* _What to produce_
Given the listing below, write out exactly the lines starting with the line that has "an existing config." and going on through the line that has "aggregate; reads whitespace-separated values from", both kept.
● ● ● ● ●
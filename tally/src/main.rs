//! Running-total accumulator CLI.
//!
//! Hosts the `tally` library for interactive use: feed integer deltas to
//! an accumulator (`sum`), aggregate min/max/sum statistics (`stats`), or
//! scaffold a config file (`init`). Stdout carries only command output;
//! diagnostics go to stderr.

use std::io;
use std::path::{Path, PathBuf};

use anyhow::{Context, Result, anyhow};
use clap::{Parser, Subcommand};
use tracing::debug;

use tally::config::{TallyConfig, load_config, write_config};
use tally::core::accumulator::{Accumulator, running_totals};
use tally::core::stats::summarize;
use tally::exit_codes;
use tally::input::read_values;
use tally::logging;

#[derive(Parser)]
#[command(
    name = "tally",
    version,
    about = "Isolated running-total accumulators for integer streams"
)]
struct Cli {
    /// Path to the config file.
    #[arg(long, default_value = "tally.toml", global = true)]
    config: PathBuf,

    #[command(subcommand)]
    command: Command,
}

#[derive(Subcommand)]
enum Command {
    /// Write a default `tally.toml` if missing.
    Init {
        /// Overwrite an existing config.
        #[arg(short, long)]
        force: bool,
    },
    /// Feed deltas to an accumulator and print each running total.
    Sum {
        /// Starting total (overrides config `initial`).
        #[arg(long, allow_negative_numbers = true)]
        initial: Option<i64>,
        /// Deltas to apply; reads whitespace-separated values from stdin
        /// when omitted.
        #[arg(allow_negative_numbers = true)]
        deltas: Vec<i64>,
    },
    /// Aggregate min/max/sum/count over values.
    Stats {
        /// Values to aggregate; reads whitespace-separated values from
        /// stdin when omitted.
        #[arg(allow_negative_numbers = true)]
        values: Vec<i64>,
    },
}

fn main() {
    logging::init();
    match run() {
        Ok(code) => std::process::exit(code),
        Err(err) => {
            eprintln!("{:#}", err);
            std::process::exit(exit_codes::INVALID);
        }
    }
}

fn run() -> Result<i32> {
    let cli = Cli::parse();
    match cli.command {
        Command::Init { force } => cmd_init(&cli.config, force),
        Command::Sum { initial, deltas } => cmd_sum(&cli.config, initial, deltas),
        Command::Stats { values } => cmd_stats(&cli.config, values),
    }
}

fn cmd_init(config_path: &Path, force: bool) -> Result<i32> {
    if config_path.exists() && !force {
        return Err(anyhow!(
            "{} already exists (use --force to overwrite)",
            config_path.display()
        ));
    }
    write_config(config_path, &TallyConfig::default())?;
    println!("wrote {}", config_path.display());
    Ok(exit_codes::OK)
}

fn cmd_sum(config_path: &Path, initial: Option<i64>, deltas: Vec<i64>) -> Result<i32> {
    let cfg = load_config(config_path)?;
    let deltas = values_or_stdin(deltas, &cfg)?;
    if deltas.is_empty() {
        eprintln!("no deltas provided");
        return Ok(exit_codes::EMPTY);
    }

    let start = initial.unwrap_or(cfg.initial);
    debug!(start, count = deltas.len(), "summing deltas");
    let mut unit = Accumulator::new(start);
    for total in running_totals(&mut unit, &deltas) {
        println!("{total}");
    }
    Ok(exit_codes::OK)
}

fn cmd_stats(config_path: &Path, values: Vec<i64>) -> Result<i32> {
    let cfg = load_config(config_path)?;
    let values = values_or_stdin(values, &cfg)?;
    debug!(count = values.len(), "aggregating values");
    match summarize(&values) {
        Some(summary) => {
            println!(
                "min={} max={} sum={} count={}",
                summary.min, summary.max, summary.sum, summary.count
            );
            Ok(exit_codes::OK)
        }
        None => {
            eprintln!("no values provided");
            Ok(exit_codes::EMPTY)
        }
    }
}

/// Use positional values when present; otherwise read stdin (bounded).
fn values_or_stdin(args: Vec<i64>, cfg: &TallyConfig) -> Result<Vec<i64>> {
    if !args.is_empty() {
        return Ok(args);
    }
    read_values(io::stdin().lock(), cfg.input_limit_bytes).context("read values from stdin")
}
● ● ● ● ●
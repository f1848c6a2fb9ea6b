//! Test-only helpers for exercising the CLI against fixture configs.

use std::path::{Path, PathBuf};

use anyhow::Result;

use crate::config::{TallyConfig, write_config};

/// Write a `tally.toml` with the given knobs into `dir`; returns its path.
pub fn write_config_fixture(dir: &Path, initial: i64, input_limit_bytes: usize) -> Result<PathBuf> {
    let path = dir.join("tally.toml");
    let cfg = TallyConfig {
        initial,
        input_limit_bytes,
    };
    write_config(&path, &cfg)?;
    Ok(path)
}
● ● ● ● ●
* _Output of the exercise_
        /// Overwrite an existing config.
        #[arg(short, long)]
        force: bool,
    },
    /// Feed deltas to an accumulator and print each running total.
    Sum {
        /// Starting total (overrides config `initial`).
        #[arg(long, allow_negative_numbers = true)]
        initial: Option<i64>,
        /// Deltas to apply; reads whitespace-separated values from stdin
        /// when omitted.
        #[arg(allow_negative_numbers = true)]
        deltas: Vec<i64>,
    },
    /// Aggregate min/max/sum/count over values.
    Stats {
        /// Values to aggregate; reads whitespace-separated values from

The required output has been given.